EXERCISE INPUTS:
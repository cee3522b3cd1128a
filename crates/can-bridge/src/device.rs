//! Device session: owns the lifecycle of one CAN adapter.
//!
//! All access to the adapter handle goes through one mutex. Reads poll the adapter in short
//! slices and hand the lock over between slices, so a concurrent send never waits for a
//! whole read timeout.

use crate::error::DeviceError;
use crate::state::ConnectionState;
use can_transport::{BusInfo, CanBus, CanDriver, CanFrame, TransportError};
use parking_lot::{Mutex, MutexGuard};
use std::sync::Arc;
use std::time::{Duration, Instant};
use tracing::{debug, info, warn};

/// Longest time a read holds the adapter lock.
pub const READ_SLICE: Duration = Duration::from_millis(20);

#[derive(Debug, Clone, Copy, PartialEq, Eq)]
pub enum DeviceState {
    Idle,
    Scanning,
    Configuring,
    Running,
    Stopped,
}

struct DeviceInner {
    state: DeviceState,
    bus: Option<Box<dyn CanBus>>,
    adapter: Option<BusInfo>,
    failed: bool,
}

pub struct DeviceSession {
    driver: Arc<dyn CanDriver>,
    bitrate: u32,
    inner: Mutex<DeviceInner>,
}

impl DeviceSession {
    pub fn new(driver: Arc<dyn CanDriver>, bitrate: u32) -> Self {
        Self {
            driver,
            bitrate,
            inner: Mutex::new(DeviceInner {
                state: DeviceState::Idle,
                bus: None,
                adapter: None,
                failed: false,
            }),
        }
    }

    pub fn state(&self) -> DeviceState {
        self.inner.lock().state
    }

    pub fn connection_state(&self) -> ConnectionState {
        let inner = self.inner.lock();
        match inner.state {
            DeviceState::Running => ConnectionState::Connected,
            DeviceState::Scanning | DeviceState::Configuring => ConnectionState::Connecting,
            DeviceState::Idle | DeviceState::Stopped if inner.failed => ConnectionState::Failed,
            DeviceState::Idle | DeviceState::Stopped => ConnectionState::Disconnected,
        }
    }

    pub fn bitrate(&self) -> u32 {
        self.bitrate
    }

    /// Enumerate adapters and pick the first one discovered.
    pub fn discover(&self) -> Result<BusInfo, DeviceError> {
        let mut inner = self.inner.lock();
        release(&mut inner);
        inner.state = DeviceState::Scanning;
        let found = self
            .driver
            .scan()
            .map_err(DeviceError::Scan)
            .and_then(|adapters| adapters.into_iter().next().ok_or(DeviceError::NotFound));
        match found {
            Ok(adapter) => {
                debug!(adapter = %adapter.name, driver = %adapter.driver, "adapter discovered");
                inner.adapter = Some(adapter.clone());
                Ok(adapter)
            }
            Err(e) => Err(fail(&mut inner, e)),
        }
    }

    /// Open the adapter and set the bus bitrate. A rejected bitrate is fatal.
    pub fn configure(&self, adapter: &BusInfo) -> Result<(), DeviceError> {
        let mut inner = self.inner.lock();
        release(&mut inner);
        inner.state = DeviceState::Configuring;
        inner.adapter = Some(adapter.clone());
        let mut bus = match self.driver.open(adapter) {
            Ok(bus) => bus,
            Err(source) => {
                let e = DeviceError::Open {
                    name: adapter.name.clone(),
                    source,
                };
                return Err(fail(&mut inner, e));
            }
        };
        if let Err(source) = bus.set_bitrate(self.bitrate) {
            let _ = bus.stop();
            // Only an explicit rejection is fatal; I/O trouble is retried
            let e = match source {
                TransportError::BitrateRejected(_) => DeviceError::BitrateRejected {
                    bitrate: self.bitrate,
                    source,
                },
                other => DeviceError::Configure(other),
            };
            return Err(fail(&mut inner, e));
        }
        inner.bus = Some(bus);
        Ok(())
    }

    /// Put the configured adapter into normal mode.
    pub fn start(&self) -> Result<(), DeviceError> {
        let mut inner = self.inner.lock();
        if inner.state != DeviceState::Configuring {
            return Err(DeviceError::NotConfigured);
        }
        let Some(bus) = inner.bus.as_mut() else {
            return Err(DeviceError::NotConfigured);
        };
        match bus.start() {
            Ok(()) => {
                inner.state = DeviceState::Running;
                inner.failed = false;
                Ok(())
            }
            Err(e) => Err(fail(&mut inner, DeviceError::Start(e))),
        }
    }

    /// Discover, configure and start from scratch. Any handle held before is released first.
    pub fn acquire(&self) -> Result<BusInfo, DeviceError> {
        let adapter = self.discover()?;
        self.configure(&adapter)?;
        self.start()?;
        info!(
            adapter = %adapter.name,
            driver = self.driver.name(),
            bitrate = self.bitrate,
            "CAN adapter started in normal mode"
        );
        Ok(adapter)
    }

    /// Wait up to `timeout` for a frame. `Ok(None)` means nothing arrived in time.
    pub fn read_frame(&self, timeout: Duration) -> Result<Option<CanFrame>, DeviceError> {
        let deadline = Instant::now() + timeout;
        loop {
            let left = deadline.saturating_duration_since(Instant::now());
            let slice = left.min(READ_SLICE).max(Duration::from_millis(1));
            let mut inner = self.inner.lock();
            let bus = running_bus(&mut inner)?;
            match bus.recv(Some(slice.as_millis() as u64)) {
                Ok(frame) => return Ok(Some(frame)),
                Err(e) if e.is_timeout() => {}
                Err(e) => return Err(DeviceError::Read(e)),
            }
            // Hand the adapter to a waiting sender before polling again
            MutexGuard::unlock_fair(inner);
            if Instant::now() >= deadline {
                return Ok(None);
            }
        }
    }

    pub fn send_frame(&self, frame: &CanFrame) -> Result<(), DeviceError> {
        let mut inner = self.inner.lock();
        running_bus(&mut inner)?
            .send(frame)
            .map_err(DeviceError::Send)
    }

    /// Release the adapter. Idempotent, and safe on a session that never started.
    pub fn stop(&self) {
        let mut inner = self.inner.lock();
        release(&mut inner);
        inner.state = DeviceState::Stopped;
        inner.failed = false;
    }
}

impl Drop for DeviceSession {
    fn drop(&mut self) {
        release(self.inner.get_mut());
    }
}

fn running_bus(inner: &mut DeviceInner) -> Result<&mut Box<dyn CanBus>, DeviceError> {
    match (inner.state, inner.bus.as_mut()) {
        (DeviceState::Running, Some(bus)) => Ok(bus),
        _ => Err(DeviceError::NotRunning),
    }
}

fn release(inner: &mut DeviceInner) {
    if let Some(mut bus) = inner.bus.take() {
        if let Err(e) = bus.stop() {
            warn!(error = %e, "adapter did not stop cleanly");
        }
        if let Some(adapter) = &inner.adapter {
            debug!(adapter = %adapter.name, "adapter released");
        }
    }
}

fn fail(inner: &mut DeviceInner, e: DeviceError) -> DeviceError {
    release(inner);
    inner.state = DeviceState::Idle;
    inner.failed = true;
    e
}
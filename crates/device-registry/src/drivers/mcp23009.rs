//! MCP23009 8-bit I/O expander. GP3 drives the HV enable relay.

use crate::DriverError;
use i2c_transport::I2cBus;

pub const REG_IODIR: u8 = 0x00;
pub const REG_GPPU: u8 = 0x06;
pub const REG_GPIO: u8 = 0x09;

/// Pull-up on the HV enable line only.
const PULLUPS: u8 = 0x08;
/// GP0..GP2 and GP4 are inputs, GP3 is an output.
const DIRECTION: u8 = 0x17;
pub const HV_ENABLE_BIT: u8 = 0x08;

pub fn write_register<B: I2cBus + ?Sized>(
    bus: &mut B,
    register: u8,
    value: u8,
) -> Result<(), DriverError> {
    Ok(bus.write_byte(register, value)?)
}

pub fn read_register<B: I2cBus + ?Sized>(bus: &mut B, register: u8) -> Result<u8, DriverError> {
    Ok(bus.read_byte(register)?)
}

/// Apply the board's pull-up and direction setup.
pub fn configure<B: I2cBus + ?Sized>(bus: &mut B) -> Result<(), DriverError> {
    write_register(bus, REG_GPPU, PULLUPS)?;
    write_register(bus, REG_IODIR, DIRECTION)
}

/// Configure the port and sample its lines.
pub fn read_port<B: I2cBus + ?Sized>(bus: &mut B, address: u8) -> Result<u8, DriverError> {
    configure(bus)?;
    let port = read_register(bus, REG_GPIO)?;
    tracing::trace!(address, port, "mcp23009 port");
    Ok(port)
}

/// Register writes that switch the HV output, in bus order.
pub fn hv_sequence(on: bool) -> [(u8, u8); 3] {
    let gpio = if on { HV_ENABLE_BIT } else { 0x00 };
    [(REG_GPPU, PULLUPS), (REG_IODIR, DIRECTION), (REG_GPIO, gpio)]
}

pub fn set_hv<B: I2cBus + ?Sized>(bus: &mut B, address: u8, on: bool) -> Result<(), DriverError> {
    for (register, value) in hv_sequence(on) {
        write_register(bus, register, value)?;
    }
    tracing::debug!(address, on, "mcp23009 hv output");
    Ok(())
}
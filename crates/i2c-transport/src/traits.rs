use crate::{BusInfo, Result, TransportError};

/// A minimal blocking SMBus interface.
///
/// Word transfers follow SMBus byte order (low byte first); devices that
/// send MSB first must swap the result themselves.
pub trait I2cBus {
    /// Open an adapter by its kernel number (e.g. 1 for `/dev/i2c-1`).
    fn open(adapter: u8) -> Result<Self>
    where
        Self: Sized;

    /// Attempt to list available adapters for this backend.
    fn list() -> Result<Vec<BusInfo>> {
        Err(TransportError::Unsupported("listing not supported"))
    }

    /// Make `address` the target of the following transactions.
    fn select(&mut self, address: u8) -> Result<()>;

    /// Zero-length write used to check whether the selected address acknowledges.
    fn quick_write(&mut self) -> Result<()>;

    fn read_byte(&mut self, register: u8) -> Result<u8>;

    fn write_byte(&mut self, register: u8, value: u8) -> Result<()>;

    fn read_word(&mut self, register: u8) -> Result<u16>;

    fn write_word(&mut self, register: u8, value: u16) -> Result<()>;

    /// Receive one byte without a register argument.
    fn read_raw_byte(&mut self) -> Result<u8>;

    /// Send one command byte without a register argument.
    fn write_raw_byte(&mut self, value: u8) -> Result<()>;
}
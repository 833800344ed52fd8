//! SHT21 humidity sensor, no-hold-master measurement mode.

use crate::DriverError;
use i2c_transport::I2cBus;
use std::thread;
use std::time::Duration;

pub const TRIGGER_HUMIDITY_NO_HOLD: u8 = 0xF5;

/// Worst case conversion time at 12-bit humidity resolution.
const HUMIDITY_CONVERSION: Duration = Duration::from_millis(29);
/// Keeps self heating below 0.1 C between measurements.
const SETTLE: Duration = Duration::from_millis(500);

fn measure<B: I2cBus + ?Sized>(
    bus: &mut B,
    command: u8,
    conversion: Duration,
) -> Result<u16, DriverError> {
    bus.write_raw_byte(command)?;
    thread::sleep(conversion);
    let msb = bus.read_raw_byte()?;
    let lsb = bus.read_raw_byte()?;
    thread::sleep(SETTLE);
    Ok(u16::from_be_bytes([msb, lsb]))
}

pub fn measure_humidity<B: I2cBus + ?Sized>(bus: &mut B, address: u8) -> Result<u16, DriverError> {
    let raw = measure(bus, TRIGGER_HUMIDITY_NO_HOLD, HUMIDITY_CONVERSION)?;
    tracing::trace!(address, raw, "sht21 humidity");
    Ok(raw)
}
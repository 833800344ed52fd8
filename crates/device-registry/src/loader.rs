//! Subsystem registry: configuration entries in, resolved subsystems out.

use crate::table::DeviceTable;
use crate::types::{Subsystem, SubsystemKind};
use serde::Deserialize;
use std::fs;
use std::path::{Path, PathBuf};
use thiserror::Error;

/// Highest configurable bus number.
pub const BUS_MAX: u8 = 8;
/// Most subsystems one configuration may declare.
pub const SUBSYSTEMS_MAX: usize = 8;
/// Longest accepted `network.conf` line, whitespace excluded.
pub const LINE_MAX: usize = 20;

pub const DEFAULT_CONFIG_PATH: &str = "/home/hv/network.conf";
pub const DEFAULT_LOG_DIR: &str = "/home/hv/log";
/// Mux child buses start at `/dev/i2c-1`.
pub const DEFAULT_BUS_OFFSET: u8 = 1;

#[derive(Debug, Error)]
pub enum ConfigError {
    #[error("line {line}: malformed subsystem declaration `{text}`")]
    Malformed { line: usize, text: String },
    #[error("line {line}: longer than {} characters", LINE_MAX)]
    LineTooLong { line: usize },
    #[error("bus {0} out of range 0..={}", BUS_MAX)]
    BusOutOfRange(u8),
    #[error("unknown subsystem kind `{0}`")]
    UnknownKind(String),
    #[error("more than {} subsystems declared", SUBSYSTEMS_MAX)]
    TooMany,
    #[error("reading config {}", .path.display())]
    Io {
        path: PathBuf,
        #[source]
        source: std::io::Error,
    },
    #[error("parsing yaml {}", .path.display())]
    Yaml {
        path: PathBuf,
        #[source]
        source: serde_yaml::Error,
    },
}

/// One pre-parsed `(bus, kind)` declaration.
#[derive(Debug, Clone, Copy, PartialEq, Eq, Deserialize)]
pub struct ConfigEntry {
    pub bus: u8,
    pub kind: SubsystemKind,
}

/// Everything read from a configuration file.
#[derive(Debug, Clone, PartialEq, Eq)]
pub struct ToolConfig {
    pub entries: Vec<ConfigEntry>,
    pub bus_offset: u8,
    pub log_dir: PathBuf,
}

impl Default for ToolConfig {
    fn default() -> Self {
        Self {
            entries: Vec::new(),
            bus_offset: DEFAULT_BUS_OFFSET,
            log_dir: PathBuf::from(DEFAULT_LOG_DIR),
        }
    }
}

impl ToolConfig {
    /// Kernel adapter number for configured bus `bus`.
    pub fn adapter(&self, bus: u8) -> u8 {
        bus.saturating_add(self.bus_offset)
    }
}

#[derive(Debug, Deserialize)]
struct YamlConfig {
    subsystems: Vec<ConfigEntry>,
    #[serde(default)]
    bus_offset: Option<u8>,
    #[serde(default)]
    log_dir: Option<PathBuf>,
}

/// Resolve entries against the device table. Validates everything before
/// returning so that no bus I/O happens on a bad configuration.
pub fn load_subsystems<'t>(
    table: &'t DeviceTable,
    entries: &[ConfigEntry],
) -> Result<Vec<Subsystem<'t>>, ConfigError> {
    if entries.len() > SUBSYSTEMS_MAX {
        return Err(ConfigError::TooMany);
    }
    let mut out = Vec::with_capacity(entries.len());
    for entry in entries {
        if entry.bus > BUS_MAX {
            return Err(ConfigError::BusOutOfRange(entry.bus));
        }
        out.push(Subsystem {
            bus: entry.bus,
            kind: entry.kind,
            devices: table.devices(entry.kind).iter().collect(),
        });
        tracing::debug!(bus = entry.bus, kind = %entry.kind, "subsystem loaded");
    }
    Ok(out)
}

/// Parse the legacy `network.conf` format: `busN=kind` per line, `#`
/// comments, whitespace ignored everywhere.
pub fn parse_network_conf(text: &str) -> Result<Vec<ConfigEntry>, ConfigError> {
    let mut entries = Vec::new();
    for (idx, raw) in text.lines().enumerate() {
        let line = idx + 1;
        let content = raw.split('#').next().unwrap_or_default();
        let compact: String = content.chars().filter(|c| !c.is_whitespace()).collect();
        if compact.is_empty() {
            continue;
        }
        if compact.len() > LINE_MAX {
            return Err(ConfigError::LineTooLong { line });
        }
        let malformed = || ConfigError::Malformed {
            line,
            text: compact.clone(),
        };
        let (key, kind) = compact.split_once('=').ok_or_else(malformed)?;
        let digit = key
            .strip_prefix("bus")
            .filter(|d| d.len() == 1)
            .and_then(|d| d.parse::<u8>().ok())
            .ok_or_else(malformed)?;
        if digit > BUS_MAX {
            return Err(ConfigError::BusOutOfRange(digit));
        }
        let kind = kind.parse::<SubsystemKind>().map_err(ConfigError::UnknownKind)?;
        if entries.len() == SUBSYSTEMS_MAX {
            return Err(ConfigError::TooMany);
        }
        entries.push(ConfigEntry { bus: digit, kind });
    }
    Ok(entries)
}

fn is_yaml(path: &Path) -> bool {
    matches!(
        path.extension().and_then(|e| e.to_str()),
        Some("yml") | Some("yaml")
    )
}

/// Load a configuration file, choosing the format by extension.
pub fn load_config_file(path: impl AsRef<Path>) -> Result<ToolConfig, ConfigError> {
    let path = path.as_ref();
    let raw = fs::read_to_string(path).map_err(|source| ConfigError::Io {
        path: path.to_path_buf(),
        source,
    })?;
    let mut config = ToolConfig::default();
    if is_yaml(path) {
        let parsed: YamlConfig = serde_yaml::from_str(&raw).map_err(|source| ConfigError::Yaml {
            path: path.to_path_buf(),
            source,
        })?;
        if parsed.subsystems.len() > SUBSYSTEMS_MAX {
            return Err(ConfigError::TooMany);
        }
        if let Some(bad) = parsed.subsystems.iter().find(|e| e.bus > BUS_MAX) {
            return Err(ConfigError::BusOutOfRange(bad.bus));
        }
        config.entries = parsed.subsystems;
        if let Some(offset) = parsed.bus_offset {
            config.bus_offset = offset;
        }
        if let Some(dir) = parsed.log_dir {
            config.log_dir = dir;
        }
    } else {
        config.entries = parse_network_conf(&raw)?;
    }
    tracing::info!(path = %path.display(), subsystems = config.entries.len(), "configuration loaded");
    Ok(config)
}

#[cfg(test)]
mod tests {
    use super::*;
    use crate::types::DeviceKind;
    use std::io::Write;

    #[test]
    fn test_parse_network_conf() {
        let text = "# board layout\n\nbus0=sensors\n  bus1 = HV   # main supply\nbus2=prec\n";
        let entries = parse_network_conf(text).unwrap();
        assert_eq!(
            entries,
            vec![
                ConfigEntry { bus: 0, kind: SubsystemKind::Sensors },
                ConfigEntry { bus: 1, kind: SubsystemKind::Hv },
                ConfigEntry { bus: 2, kind: SubsystemKind::Prec },
            ]
        );
    }

    #[test]
    fn test_parse_rejects_bad_lines() {
        assert!(matches!(
            parse_network_conf("bus9=hv"),
            Err(ConfigError::BusOutOfRange(9))
        ));
        assert!(matches!(
            parse_network_conf("bus1=motors"),
            Err(ConfigError::UnknownKind(k)) if k == "motors"
        ));
        assert!(matches!(
            parse_network_conf("bus1"),
            Err(ConfigError::Malformed { line: 1, .. })
        ));
        assert!(matches!(
            parse_network_conf("\nbus12=hv"),
            Err(ConfigError::Malformed { line: 2, .. })
        ));
        assert!(matches!(
            parse_network_conf("bus1=sensorssensorssensors"),
            Err(ConfigError::LineTooLong { line: 1 })
        ));
    }

    #[test]
    fn test_too_many_subsystems() {
        let text: String = (0..9).map(|i| format!("bus{}=hv\n", i % 9)).collect();
        assert!(matches!(parse_network_conf(&text), Err(ConfigError::TooMany)));
    }

    #[test]
    fn test_load_subsystems_resolves_devices() {
        let table = DeviceTable::standard();
        let entries = [
            ConfigEntry { bus: 0, kind: SubsystemKind::Sensors },
            ConfigEntry { bus: 1, kind: SubsystemKind::Hv },
        ];
        let subs = load_subsystems(&table, &entries).unwrap();
        assert_eq!(subs.len(), 2);
        assert!(subs[0].device(DeviceKind::Mpl115).is_some());
        assert!(subs[1].device(DeviceKind::Mpl115).is_none());
        let hv: Vec<&str> = subs[1].devices.iter().map(|d| d.name).collect();
        assert_eq!(hv, vec!["ads7828", "ad5694", "mcp23009"]);
    }

    #[test]
    fn test_load_subsystems_rejects_bus_out_of_range() {
        let table = DeviceTable::standard();
        let entries = [ConfigEntry { bus: 9, kind: SubsystemKind::Hv }];
        assert!(matches!(
            load_subsystems(&table, &entries),
            Err(ConfigError::BusOutOfRange(9))
        ));
    }

    #[test]
    fn test_load_yaml_file() {
        let dir = tempfile::tempdir().unwrap();
        let path = dir.path().join("network.yaml");
        let mut f = fs::File::create(&path).unwrap();
        writeln!(
            f,
            "subsystems:\n  - {{ bus: 0, kind: sensors }}\n  - {{ bus: 3, kind: prec }}\nbus_offset: 0\nlog_dir: /tmp/hvlog"
        )
        .unwrap();
        let config = load_config_file(&path).unwrap();
        assert_eq!(config.entries.len(), 2);
        assert_eq!(config.entries[1].kind, SubsystemKind::Prec);
        assert_eq!(config.adapter(3), 3);
        assert_eq!(config.log_dir, PathBuf::from("/tmp/hvlog"));
    }

    #[test]
    fn test_load_legacy_file_defaults() {
        let dir = tempfile::tempdir().unwrap();
        let path = dir.path().join("network.conf");
        fs::write(&path, "bus0=hv\n").unwrap();
        let config = load_config_file(&path).unwrap();
        assert_eq!(config.adapter(0), 1);
        assert_eq!(config.log_dir, PathBuf::from(DEFAULT_LOG_DIR));
    }

    #[test]
    fn test_missing_file_is_io_error() {
        let err = load_config_file("/nonexistent/network.conf").unwrap_err();
        assert!(matches!(err, ConfigError::Io { .. }));
    }
}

THE TASK: Reproduce only this range: the first line of the data above through the line with "pub fn discover(&self)", both included, exactly as written.

EXERCISE ANSWER:
repository cee3522b3cd1128a
filename crates/can-bridge/src/device.rs
//! Device session: owns the lifecycle of one CAN adapter.
//!
//! All access to the adapter handle goes through one mutex. Reads poll the adapter in short
//! slices and hand the lock over between slices, so a concurrent send never waits for a
//! whole read timeout.

use crate::error::DeviceError;
use crate::state::ConnectionState;
use can_transport::{BusInfo, CanBus, CanDriver, CanFrame, TransportError};
use parking_lot::{Mutex, MutexGuard};
use std::sync::Arc;
use std::time::{Duration, Instant};
use tracing::{debug, info, warn};

/// Longest time a read holds the adapter lock.
pub const READ_SLICE: Duration = Duration::from_millis(20);

#[derive(Debug, Clone, Copy, PartialEq, Eq)]
pub enum DeviceState {
    Idle,
    Scanning,
    Configuring,
    Running,
    Stopped,
}

struct DeviceInner {
    state: DeviceState,
    bus: Option<Box<dyn CanBus>>,
    adapter: Option<BusInfo>,
    failed: bool,
}

pub struct DeviceSession {
    driver: Arc<dyn CanDriver>,
    bitrate: u32,
    inner: Mutex<DeviceInner>,
}

impl DeviceSession {
    pub fn new(driver: Arc<dyn CanDriver>, bitrate: u32) -> Self {
        Self {
            driver,
            bitrate,
            inner: Mutex::new(DeviceInner {
                state: DeviceState::Idle,
                bus: None,
                adapter: None,
                failed: false,
            }),
        }
    }

    pub fn state(&self) -> DeviceState {
        self.inner.lock().state
    }

    pub fn connection_state(&self) -> ConnectionState {
        let inner = self.inner.lock();
        match inner.state {
            DeviceState::Running => ConnectionState::Connected,
            DeviceState::Scanning | DeviceState::Configuring => ConnectionState::Connecting,
            DeviceState::Idle | DeviceState::Stopped if inner.failed => ConnectionState::Failed,
            DeviceState::Idle | DeviceState::Stopped => ConnectionState::Disconnected,
        }
    }

    pub fn bitrate(&self) -> u32 {
        self.bitrate
    }

    /// Enumerate adapters and pick the first one discovered.
    pub fn discover(&self) -> Result<BusInfo, DeviceError> {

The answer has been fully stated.